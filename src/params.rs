use anyhow::Context as _;
use serde::Deserialize;

/// Default HTTP request timeout in seconds
fn default_http_timeout() -> u64 {
    30
}

/// Default HTTP connection timeout in seconds
fn default_http_connect_timeout() -> u64 {
    10
}

#[derive(Debug, Deserialize, Clone)]
pub struct Params {
    /// URL of the relay endpoint receiving button notifications
    pub relay_endpoint: String,

    #[serde(default)]
    pub insecure_mode: bool,

    // HTTP Client Configuration
    #[serde(default = "default_http_timeout")]
    pub http_timeout: u64,
    #[serde(default = "default_http_connect_timeout")]
    pub http_connect_timeout: u64,
}

impl Params {
    pub fn new() -> anyhow::Result<Params> {
        envy::from_env::<Params>().context("Failed to load configuration")
    }
}
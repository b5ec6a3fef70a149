use crate::adapters::relay_reply::RelayReply;
use crate::relay::request::RelayRequest;
use async_trait::async_trait;

/// Interface for delivering relay requests to an external endpoint
#[async_trait]
pub trait RelaySender: Send + Sync {
    /// Send a relay request and retrieve the reply
    ///
    /// # Returns
    ///
    /// * `Ok(Some(RelayReply))` - the relay accepted the request (HTTP 200)
    /// * `Ok(None)` - the relay answered with any other status
    /// * `Err(_)` - the request could not be delivered at all
    async fn send(&self, request: &RelayRequest) -> anyhow::Result<Option<RelayReply>>;
}
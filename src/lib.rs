pub mod adapters;
pub mod params;
pub mod relay;
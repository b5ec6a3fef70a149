/// Reply from the relay endpoint
///
/// The relay answers a successful notification with a complete HTML page
/// meant to replace whatever is currently displayed. The markup is passed
/// through raw, without sanitization.
#[derive(Debug, Clone, PartialEq, Eq)]
pub struct RelayReply {
    /// Raw HTML returned by the relay
    pub html: String,
}

impl RelayReply {
    pub fn new(html: impl Into<String>) -> Self {
        Self { html: html.into() }
    }
}
use super::document_sink_trait::DocumentSink;
use std::sync::Mutex;
use tracing::debug;

/// In-process document holding the most recently applied relay reply
#[derive(Default)]
pub struct MemoryDocument {
    content: Mutex<String>,
}

impl MemoryDocument {
    pub fn new() -> Self {
        Self::default()
    }

    /// Current document content
    pub fn content(&self) -> String {
        self.content.lock().unwrap_or_else(|e| e.into_inner()).clone()
    }
}

impl DocumentSink for MemoryDocument {
    fn replace(&self, html: &str) {
        let mut content = self.content.lock().unwrap_or_else(|e| e.into_inner());
        debug!(
            previous_len = content.len(),
            new_len = html.len(),
            "Replacing document content"
        );
        *content = html.to_string();
    }
}
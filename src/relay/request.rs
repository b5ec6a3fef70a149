/// A single outbound relay notification
///
/// Transient: exists only for the duration of one POST and carries no
/// identity beyond it.
#[derive(Debug, Clone, PartialEq, Eq)]
pub enum RelayRequest {
    /// One of the configuration buttons was activated
    ConfigurationButtonClicked {
        /// Caller-supplied label identifying which button
        button: String,
    },
    /// The collect-rewards button was activated
    CollectRewardButtonClicked,
}

impl RelayRequest {
    /// Create a configuration-button request for the given display name
    pub fn configuration_button_clicked(display_name: &str) -> Self {
        Self::ConfigurationButtonClicked {
            button: display_name.to_string(),
        }
    }

    /// The wire `type` tag for this request
    pub fn kind(&self) -> &'static str {
        match self {
            Self::ConfigurationButtonClicked { .. } => "configuration_button_clicked",
            Self::CollectRewardButtonClicked => "collect_reward_button_clicked",
        }
    }

    /// Build the URL-encoded form body for this request
    ///
    /// The display name is concatenated verbatim, without percent-encoding.
    /// The relay's existing server accepts the raw concatenation, so a name
    /// containing `&` or `=` corrupts the encoding. Do not escape here
    /// without changing the wire contract on the server side too.
    pub fn form_body(&self) -> String {
        match self {
            Self::ConfigurationButtonClicked { button } => format!(
                "relay_request=true&type=configuration_button_clicked&button={}",
                button
            ),
            Self::CollectRewardButtonClicked => {
                "relay_request=true&type=collect_reward_button_clicked".to_string()
            }
        }
    }
}
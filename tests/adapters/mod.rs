// Mock implementations for adapter layer testing

pub mod mock_relay_sender;

pub use mock_relay_sender::{MockRelaySender, Outcome};
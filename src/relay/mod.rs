pub mod request;
pub mod trigger;

pub use request::RelayRequest;
pub use trigger::RelayTrigger;
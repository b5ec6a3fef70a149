use async_trait::async_trait;
use relaytrigger::adapters::{RelayReply, RelaySender};
use relaytrigger::relay::request::RelayRequest;
use std::collections::HashMap;
use std::sync::{Arc, Mutex};
use std::time::Duration;

/// Canned result for a given request kind
#[derive(Clone)]
pub enum Outcome {
    /// HTTP 200 with the given page
    Page(String),
    /// Any non-200 answer
    NoPage,
    /// The endpoint could not be reached
    TransportFailure,
}

pub struct MockRelaySender {
    pub sent_requests: Arc<Mutex<Vec<SentRequest>>>,
    outcomes: HashMap<&'static str, Outcome>,
    delays: HashMap<&'static str, Duration>,
}

#[derive(Debug, Clone)]
pub struct SentRequest {
    pub kind: String,
    pub form_body: String,
}

impl Default for MockRelaySender {
    fn default() -> Self {
        Self::new()
    }
}

impl MockRelaySender {
    pub fn new() -> Self {
        Self {
            sent_requests: Arc::new(Mutex::new(Vec::new())),
            outcomes: HashMap::new(),
            delays: HashMap::new(),
        }
    }

    /// Configure the outcome returned for a request kind
    pub fn with_outcome(mut self, kind: &'static str, outcome: Outcome) -> Self {
        self.outcomes.insert(kind, outcome);
        self
    }

    /// Delay the reply for a request kind, to control arrival order
    pub fn with_delay(mut self, kind: &'static str, delay: Duration) -> Self {
        self.delays.insert(kind, delay);
        self
    }

    pub fn get_sent_requests(&self) -> Vec<SentRequest> {
        self.sent_requests.lock().unwrap().clone()
    }
}

#[async_trait]
impl RelaySender for MockRelaySender {
    async fn send(&self, request: &RelayRequest) -> anyhow::Result<Option<RelayReply>> {
        self.sent_requests.lock().unwrap().push(SentRequest {
            kind: request.kind().to_string(),
            form_body: request.form_body(),
        });

        if let Some(delay) = self.delays.get(request.kind()) {
            tokio::time::sleep(*delay).await;
        }

        match self.outcomes.get(request.kind()) {
            Some(Outcome::Page(html)) => Ok(Some(RelayReply::new(html.clone()))),
            Some(Outcome::NoPage) | None => Ok(None),
            Some(Outcome::TransportFailure) => Err(anyhow::anyhow!("connection refused")),
        }
    }
}
//! Computed Implementation
//!
//! A Computed is a cached derived value that re-evaluates only when its
//! dependencies change.
//!
//! # How Computeds Work
//!
//! 1. The cell starts dirty. Nothing runs until the first read.
//!
//! 2. A read of a dirty cell marks it clean, runs the getter inside the
//!    cell's effect (so the getter's reads subscribe that effect) and caches
//!    the result.
//!
//! 3. Reads of a clean cell return the cache.
//!
//! 4. When a dependency changes, the cell's effect invalidates it: a clean
//!    cell turns dirty and notifies whoever read it. A cell that is already
//!    dirty ignores further invalidations.
//!
//! Every read also subscribes the active effect to the cell itself, so
//! effects and other computeds that read it are notified on invalidation.
//!
//! # Failure
//!
//! If the getter panics, the cell is put back to dirty before the panic
//! leaves [`Computed::get`], so the next read retries.

use std::panic::{catch_unwind, AssertUnwindSafe};
use std::sync::{Arc, Weak};

use parking_lot::Mutex;
use tracing::trace;

use super::dep::Dep;
use super::effect::{EffectKind, Invalidate, ReactiveEffect};
use super::subscriber::SubscriberId;
use crate::error::{panic_message, ReactiveError};

/// Dirty state for a computed.
#[derive(Debug, Clone, Copy, PartialEq, Eq)]
pub enum ComputedState {
    /// The cached value is up-to-date.
    Clean,

    /// The computed needs to recompute on next read.
    Dirty,
}

struct Cache<T> {
    state: ComputedState,
    value: Option<T>,
}

struct ComputedInner<T: 'static> {
    effect: ReactiveEffect<T>,
    cache: Mutex<Cache<T>>,
    /// Subscribers that read this computed.
    dep: Arc<Dep>,
}

impl<T: Send + 'static> Invalidate for ComputedInner<T> {
    fn invalidate(&self) {
        let became_dirty = {
            let mut cache = self.cache.lock();
            if cache.state == ComputedState::Clean {
                cache.state = ComputedState::Dirty;
                true
            } else {
                false
            }
        };

        if became_dirty {
            trace!(computed = self.effect.id().raw(), "computed invalidated");
            self.dep.trigger();
        }
    }
}

/// Puts the cell back to dirty unless the getter completed.
struct RestoreDirty<'a, T> {
    cache: &'a Mutex<Cache<T>>,
    completed: bool,
}

impl<T> Drop for RestoreDirty<'_, T> {
    fn drop(&mut self) {
        if !self.completed {
            self.cache.lock().state = ComputedState::Dirty;
        }
    }
}

/// A cached derived value that recomputes only when dependencies change.
///
/// # Type Parameters
///
/// - `T`: The type of the computed value. Must be Clone + Send + Sync.
///
/// # Example
///
/// ```rust,ignore
/// let count = Signal::new(2);
///
/// let count_clone = count.clone();
/// let doubled = Computed::new(move || count_clone.get() * 2);
///
/// assert_eq!(doubled.get(), 4);
/// count.set(5);
/// assert_eq!(doubled.get(), 10);
/// ```
pub struct Computed<T>
where
    T: Clone + Send + Sync + 'static,
{
    inner: Arc<ComputedInner<T>>,
}

impl<T> Computed<T>
where
    T: Clone + Send + Sync + 'static,
{
    /// Create a new computed with the given getter.
    ///
    /// The getter is not run immediately. It runs on first read.
    pub fn new<F>(getter: F) -> Self
    where
        F: Fn() -> T + Send + Sync + 'static,
    {
        let inner = Arc::new_cyclic(|cell: &Weak<ComputedInner<T>>| {
            let cell: Weak<dyn Invalidate> = cell.clone();
            ComputedInner {
                effect: ReactiveEffect::with_kind(getter, EffectKind::Computed(cell)),
                cache: Mutex::new(Cache {
                    state: ComputedState::Dirty,
                    value: None,
                }),
                dep: Dep::new(),
            }
        });

        Self { inner }
    }

    /// Get the subscriber ID of the computed's effect.
    pub fn id(&self) -> SubscriberId {
        self.inner.effect.id()
    }

    /// Get the current value, recomputing if dirty.
    ///
    /// # Panics
    ///
    /// Propagates a panic from the getter, and panics if the getter reads
    /// this same computed before it ever produced a value. Use
    /// [`try_get`](Self::try_get) to get an error instead.
    pub fn get(&self) -> T {
        self.inner.dep.track();

        let needs_run = {
            let mut cache = self.inner.cache.lock();
            if cache.state == ComputedState::Dirty {
                cache.state = ComputedState::Clean;
                true
            } else {
                false
            }
        };

        if needs_run {
            self.recompute();
        }

        self.inner
            .cache
            .lock()
            .value
            .clone()
            .expect("computed value read while it was being computed")
    }

    /// Get the current value, turning getter panics into errors.
    ///
    /// On error the cell stays dirty.
    pub fn try_get(&self) -> Result<T, ReactiveError> {
        if self.is_computing() {
            return Err(ReactiveError::CyclicComputed);
        }

        catch_unwind(AssertUnwindSafe(|| self.get())).map_err(|payload| {
            ReactiveError::ComputationPanicked {
                message: panic_message(payload.as_ref()),
            }
        })
    }

    fn recompute(&self) {
        let mut guard = RestoreDirty {
            cache: &self.inner.cache,
            completed: false,
        };

        let value = self.inner.effect.run();
        guard.completed = true;
        drop(guard);

        self.inner.cache.lock().value = Some(value);
        trace!(computed = self.id().raw(), "computed recomputed");
    }

    /// Clean but without a value: the getter is running right now.
    fn is_computing(&self) -> bool {
        let cache = self.inner.cache.lock();
        cache.state == ComputedState::Clean && cache.value.is_none()
    }

    /// Get the current dirty state.
    pub fn state(&self) -> ComputedState {
        self.inner.cache.lock().state
    }

    /// Check if the computed has a cached value.
    pub fn has_value(&self) -> bool {
        self.inner.cache.lock().value.is_some()
    }

    /// Get the number of subscribers that read this computed.
    pub fn dependent_count(&self) -> usize {
        self.inner.dep.len()
    }

    /// Get the number of times the getter has run.
    pub fn compute_count(&self) -> usize {
        self.inner.effect.run_count()
    }

    /// The effect wrapping the getter.
    pub fn effect(&self) -> &ReactiveEffect<T> {
        &self.inner.effect
    }
}

impl<T> Clone for Computed<T>
where
    T: Clone + Send + Sync + 'static,
{
    fn clone(&self) -> Self {
        Self {
            inner: Arc::clone(&self.inner),
        }
    }
}

impl<T> std::fmt::Debug for Computed<T>
where
    T: Clone + Send + Sync + 'static,
{
    fn fmt(&self, f: &mut std::fmt::Formatter<'_>) -> std::fmt::Result {
        f.debug_struct("Computed")
            .field("id", &self.id())
            .field("state", &self.state())
            .field("has_value", &self.has_value())
            .field("dependent_count", &self.dependent_count())
            .finish()
    }
}

// ----------------------------------------------------------------------------
// Tests
// ----------------------------------------------------------------------------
####
**Task goal:** Reprint exactly the lines above that start at the one with "filename src/relay/request.rs" and end at the one with "button was activated", keeping both and adding none.

**The answer:**
filename src/relay/request.rs
repository b5ec6a3fef70a149
/// A single outbound relay notification
///
/// Transient: exists only for the duration of one POST and carries no
/// identity beyond it.
#[derive(Debug, Clone, PartialEq, Eq)]
pub enum RelayRequest {
    /// One of the configuration buttons was activated
    ConfigurationButtonClicked {
        /// Caller-supplied label identifying which button
        button: String,
    },
    /// The collect-rewards button was activated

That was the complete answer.